I love Facebook and Kool-Aid

I’m sure you know the kind of people this post is directed to – the annoying, snobby, elitist people who refuse to join Facebook. And if you are in this group, most of your friends think you are annoying, snobby, and elitist. All you anti-Facebookers need to get off your high horses and discover why Facebook is a great tool.

The dumb stuff I hear from these web 2.0 poo-pooing people includes:

  1. I don’t have the time or patience for setting up ANOTHER online profile;
  2. I’m afraid I won’t have many friends to connect with;
  3. Facebook is a stupid waste of time;
  4. Anything of importance that I can do on Facebook I can do though email or the phone;
  5. Facebook is just a fad, like Friendster (and MySpace. Snap.);
  6. I don’t wanna bother putting up little status updates, nor would I care about all the mundane crap that my various Facebook “friends” do all day.

But I know where these folks are coming from. The only reason why I joined Facebook in the first place is that my last job made me…which of course is ironic, considering how much time I subsquentely wasted on it during work hours. The only real prior experience I had with social networking sites ended with a really ugly MySpace page containing a bunch of media plug-ins that never worked. Like this one. Or this one. Or this one. Or this one. (I think that last one is purposefully annoying, but still, creating a page that awful should not be possible.)

Once I started, Facebook was easy to like. Setting up a new account is made as easy as possible, the user interface is extremely intuitive and attractive, and…it has games on it! With which I quickly got bored. Oh, and my fear that I wouldn’t have any Facebook friends was thankfully proved false. Facebook has some amazing tools that helped me find people I knew that were dying to welcome me to their fun cult.

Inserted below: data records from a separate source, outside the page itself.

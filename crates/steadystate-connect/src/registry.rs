//! Resource kind registry
//!
//! Maps host type names to the resource implementations and runs the
//! lifecycle entry points without the caller naming a concrete type.

use crate::api::ConnectApi;
use crate::approved_origin::ApprovedOrigin;
use crate::phone_number_contact_flow::PhoneNumberContactFlow;
use crate::queue_quick_connects::QueueQuickConnects;
use crate::rule::ConnectRule;
use serde::Serialize;
use std::str::FromStr;
use steadystate_core::{
    ChangeSummary, CoreError, Diagnostics, EngineConfig, InvocationContext, Lifecycle,
    ReadOutcome, Resource, ResourceData,
};

#[derive(Debug, Clone, Copy, PartialEq, Eq, Hash)]
pub enum ResourceKind {
    ApprovedOrigin,
    QueueQuickConnects,
    PhoneNumberContactFlow,
    Rule,
}

/// Static description of a kind, for listings
#[derive(Debug, Clone, Serialize)]
pub struct KindInfo {
    pub type_name: &'static str,
    pub description: &'static str,
    pub identity: String,
    pub force_new: &'static [&'static str],
}

macro_rules! dispatch {
    ($kind:expr, |$resource:ident| $body:expr) => {
        match $kind {
            ResourceKind::ApprovedOrigin => {
                let $resource = ApprovedOrigin;
                $body
            }
            ResourceKind::QueueQuickConnects => {
                let $resource = QueueQuickConnects;
                $body
            }
            ResourceKind::PhoneNumberContactFlow => {
                let $resource = PhoneNumberContactFlow;
                $body
            }
            ResourceKind::Rule => {
                let $resource = ConnectRule;
                $body
            }
        }
    };
}

impl ResourceKind {
    pub const ALL: [ResourceKind; 4] = [
        ResourceKind::ApprovedOrigin,
        ResourceKind::QueueQuickConnects,
        ResourceKind::PhoneNumberContactFlow,
        ResourceKind::Rule,
    ];

    pub fn type_name(&self) -> &'static str {
        dispatch!(self, |r| r.type_name())
    }

    pub fn description(&self) -> &'static str {
        match self {
            ResourceKind::ApprovedOrigin => "Origin approved for an instance's embedded clients",
            ResourceKind::QueueQuickConnects => "Quick connects available from a queue",
            ResourceKind::PhoneNumberContactFlow => "Contact flow answering a phone number",
            ResourceKind::Rule => "Event-triggered rule with its actions",
        }
    }

    pub fn info(&self) -> KindInfo {
        dispatch!(self, |r| KindInfo {
            type_name: r.type_name(),
            description: self.description(),
            identity: r.identity().format(),
            force_new: r.force_new_fields(),
        })
    }

    pub async fn create(
        &self,
        config: &EngineConfig,
        ctx: &InvocationContext,
        client: &(dyn ConnectApi + 'static),
        data: &mut ResourceData,
    ) -> Result<(), Diagnostics> {
        dispatch!(self, |r| Lifecycle::new(r, config.clone())
            .create(ctx, client, data)
            .await)
    }

    pub async fn read(
        &self,
        config: &EngineConfig,
        ctx: &InvocationContext,
        client: &(dyn ConnectApi + 'static),
        data: &mut ResourceData,
    ) -> Result<ReadOutcome, Diagnostics> {
        dispatch!(self, |r| Lifecycle::new(r, config.clone())
            .read(ctx, client, data)
            .await)
    }

    pub async fn update(
        &self,
        config: &EngineConfig,
        ctx: &InvocationContext,
        client: &(dyn ConnectApi + 'static),
        data: &mut ResourceData,
    ) -> Result<ChangeSummary, Diagnostics> {
        dispatch!(self, |r| Lifecycle::new(r, config.clone())
            .update(ctx, client, data)
            .await)
    }

    pub async fn delete(
        &self,
        config: &EngineConfig,
        ctx: &InvocationContext,
        client: &(dyn ConnectApi + 'static),
        data: &mut ResourceData,
    ) -> Result<(), Diagnostics> {
        dispatch!(self, |r| Lifecycle::new(r, config.clone())
            .delete(ctx, client, data)
            .await)
    }

    pub async fn import(
        &self,
        config: &EngineConfig,
        ctx: &InvocationContext,
        client: &(dyn ConnectApi + 'static),
        id: &str,
    ) -> Result<ResourceData, Diagnostics> {
        dispatch!(self, |r| Lifecycle::new(r, config.clone())
            .import(ctx, client, id)
            .await)
    }
}

impl std::fmt::Display for ResourceKind {
    fn fmt(&self, f: &mut std::fmt::Formatter<'_>) -> std::fmt::Result {
        write!(f, "{}", self.type_name())
    }
}

impl FromStr for ResourceKind {
    type Err = CoreError;

    fn from_str(s: &str) -> Result<Self, Self::Err> {
        ResourceKind::ALL
            .into_iter()
            .find(|k| k.type_name() == s)
            .ok_or_else(|| {
                let known: Vec<_> = ResourceKind::ALL.iter().map(|k| k.type_name()).collect();
                CoreError::validation(format!(
                    "unknown resource type {} (expected one of: {})",
                    s,
                    known.join(", ")
                ))
            })
    }
}

/// Every registered kind, in a stable order
pub fn registry() -> Vec<KindInfo> {
    ResourceKind::ALL.iter().map(ResourceKind::info).collect()
}

#[cfg(test)]
mod tests {
    use super::*;

    #[test]
    fn test_type_names_round_trip() {
        for kind in ResourceKind::ALL {
            assert_eq!(kind.type_name().parse::<ResourceKind>().unwrap(), kind);
        }
    }

    #[test]
    fn test_unknown_type_name() {
        let err = "connect_queue".parse::<ResourceKind>().unwrap_err();
        assert!(err.to_string().contains("connect_approved_origin"));
    }

    #[test]
    fn test_registry_identity_formats() {
        let formats: Vec<_> = registry().into_iter().map(|k| k.identity).collect();
        assert_eq!(
            formats,
            vec![
                "instanceID,origin",
                "instanceID,queueID",
                "instanceID:phoneNumberID:contactFlowID",
                "instanceID,ruleID",
            ]
        );
    }
}
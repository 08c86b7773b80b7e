//! Change planning: desired configuration vs observed remote state

use serde::{Deserialize, Serialize};

/// Kind of mutating call a change stands for
#[derive(Debug, Clone, Copy, PartialEq, Eq, Serialize, Deserialize)]
#[serde(rename_all = "snake_case")]
pub enum ChangeKind {
    /// Add members or sub-objects
    Add,
    /// Re-submit the whole object (no partial field updates)
    Replace,
    /// Remove members or sub-objects
    Remove,
}

impl std::fmt::Display for ChangeKind {
    fn fmt(&self, f: &mut std::fmt::Formatter<'_>) -> std::fmt::Result {
        match self {
            ChangeKind::Add => write!(f, "add"),
            ChangeKind::Replace => write!(f, "replace"),
            ChangeKind::Remove => write!(f, "remove"),
        }
    }
}

/// One planned mutating call
#[derive(Debug, Clone, PartialEq)]
pub struct Change<C> {
    pub kind: ChangeKind,

    /// Attributes that caused this change
    pub fields: Vec<String>,

    pub description: String,

    /// Resource-specific request to issue
    pub call: C,
}

impl<C> Change<C> {
    pub fn new(kind: ChangeKind, description: impl Into<String>, call: C) -> Self {
        Self {
            kind,
            fields: Vec::new(),
            description: description.into(),
            call,
        }
    }

    pub fn with_fields(mut self, fields: impl IntoIterator<Item = impl Into<String>>) -> Self {
        self.fields = fields.into_iter().map(Into::into).collect();
        self
    }
}

/// Ordered, minimal list of calls needed to converge
#[derive(Debug, Clone, PartialEq)]
pub struct ChangeSet<C> {
    changes: Vec<Change<C>>,
}

impl<C> Default for ChangeSet<C> {
    fn default() -> Self {
        Self::empty()
    }
}

impl<C> ChangeSet<C> {
    pub fn empty() -> Self {
        Self {
            changes: Vec::new(),
        }
    }

    pub fn push(&mut self, change: Change<C>) {
        self.changes.push(change);
    }

    /// A single full-replace call, or nothing when no field differs
    pub fn replace_if_changed(
        diff: &FieldDiff,
        description: impl Into<String>,
        call: impl FnOnce() -> C,
    ) -> Self {
        let mut set = Self::empty();
        if !diff.is_empty() {
            set.push(
                Change::new(ChangeKind::Replace, description, call()).with_fields(diff.fields()),
            );
        }
        set
    }

    pub fn is_empty(&self) -> bool {
        self.changes.is_empty()
    }

    pub fn len(&self) -> usize {
        self.changes.len()
    }

    pub fn iter(&self) -> impl Iterator<Item = &Change<C>> {
        self.changes.iter()
    }

    pub fn changes_by_kind(&self, kind: ChangeKind) -> Vec<&Change<C>> {
        self.changes.iter().filter(|c| c.kind == kind).collect()
    }

    pub fn summary(&self) -> ChangeSummary {
        ChangeSummary {
            add: self.changes_by_kind(ChangeKind::Add).len(),
            replace: self.changes_by_kind(ChangeKind::Replace).len(),
            remove: self.changes_by_kind(ChangeKind::Remove).len(),
        }
    }
}

impl<C> IntoIterator for ChangeSet<C> {
    type Item = Change<C>;
    type IntoIter = std::vec::IntoIter<Change<C>>;

    fn into_iter(self) -> Self::IntoIter {
        self.changes.into_iter()
    }
}

/// Counts of planned calls
#[derive(Debug, Clone, Copy, PartialEq, Eq)]
pub struct ChangeSummary {
    pub add: usize,
    pub replace: usize,
    pub remove: usize,
}

impl std::fmt::Display for ChangeSummary {
    fn fmt(&self, f: &mut std::fmt::Formatter<'_>) -> std::fmt::Result {
        write!(
            f,
            "{} to add, {} to replace, {} to remove",
            self.add, self.replace, self.remove
        )
    }
}

/// Field-by-field comparison of desired and observed values
#[derive(Debug, Clone, Default, PartialEq, Eq)]
pub struct FieldDiff {
    changed: Vec<String>,
}

impl FieldDiff {
    pub fn new() -> Self {
        Self::default()
    }

    pub fn compare<T: PartialEq + ?Sized>(
        &mut self,
        field: &str,
        desired: &T,
        observed: &T,
    ) -> &mut Self {
        if desired != observed {
            self.changed.push(field.to_string());
        }
        self
    }

    pub fn is_empty(&self) -> bool {
        self.changed.is_empty()
    }

    pub fn fields(&self) -> &[String] {
        &self.changed
    }
}

/// Members to add and remove so `observed` becomes `desired`, keeping
/// the order in which they appear
pub fn membership_delta<T: PartialEq + Clone>(desired: &[T], observed: &[T]) -> (Vec<T>, Vec<T>) {
    let to_add = desired
        .iter()
        .filter(|d| !observed.contains(d))
        .cloned()
        .collect();
    let to_remove = observed
        .iter()
        .filter(|o| !desired.contains(o))
        .cloned()
        .collect();
    (to_add, to_remove)
}

#[cfg(test)]
mod tests {
    use super::*;

    #[test]
    fn test_no_changes_emits_no_call() {
        let mut diff = FieldDiff::new();
        diff.compare("name", "rule", "rule")
            .compare("function", "f()", "f()");

        let set = ChangeSet::replace_if_changed(&diff, "update rule", || "UpdateRule");
        assert!(set.is_empty());
    }

    #[test]
    fn test_any_change_emits_exactly_one_replace() {
        let mut diff = FieldDiff::new();
        diff.compare("name", "new", "old")
            .compare("function", "g()", "f()")
            .compare("publish_status", "DRAFT", "DRAFT");

        let set = ChangeSet::replace_if_changed(&diff, "update rule", || "UpdateRule");
        assert_eq!(set.len(), 1);

        let change = set.iter().next().unwrap();
        assert_eq!(change.kind, ChangeKind::Replace);
        assert_eq!(change.fields, vec!["name", "function"]);
        assert_eq!(change.call, "UpdateRule");
    }

    #[test]
    fn test_membership_delta() {
        let desired = vec!["qc-1", "qc-2", "qc-4"];
        let observed = vec!["qc-1", "qc-2", "qc-3"];

        let (add, remove) = membership_delta(&desired, &observed);
        assert_eq!(add, vec!["qc-4"]);
        assert_eq!(remove, vec!["qc-3"]);

        let (add, remove) = membership_delta(&desired, &desired);
        assert!(add.is_empty() && remove.is_empty());
    }

    #[test]
    fn test_summary() {
        let mut set = ChangeSet::empty();
        set.push(Change::new(ChangeKind::Add, "associate qc-4", 1));
        set.push(Change::new(ChangeKind::Remove, "disassociate qc-3", 2));

        let summary = set.summary();
        assert_eq!(summary.add, 1);
        assert_eq!(summary.remove, 1);
        assert_eq!(summary.to_string(), "1 to add, 0 to replace, 1 to remove");
    }
}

I think the real reason for Facebook’s popularity is that it facilitates more productive relationships with others in your social circles. First, as more and more information becomes digitized and searchable, Facebook is a terrific way to efficiently share information you find interesting with others that have your same interests. If you like to surf, it’s easy to post a link on your Facebook page about the bitchin’ surf board shop you found in Jeffrey’s Bay, South Africa; this link will then pop up on all your friends pages, and more than likely some of them will find it useful. And in turn you benefit from your friend’s postings as more and more of them join and connect with you.

But the most important thing I discovered about the site came from reading my friend’s “mundane” status updates. This is actually an extremely effective way to keep in touch with a large number of people on a personal, and even professional, level. I have nurtured many languishing friendships by simply posting a comment or two on a friend’s status update about their new cat or bad customer service experience. The argument that social networking sites are making us value “real” friendships less is absurd. And usually voiced by grumpy old fossils.

So drink deep. Everybody else is doing it.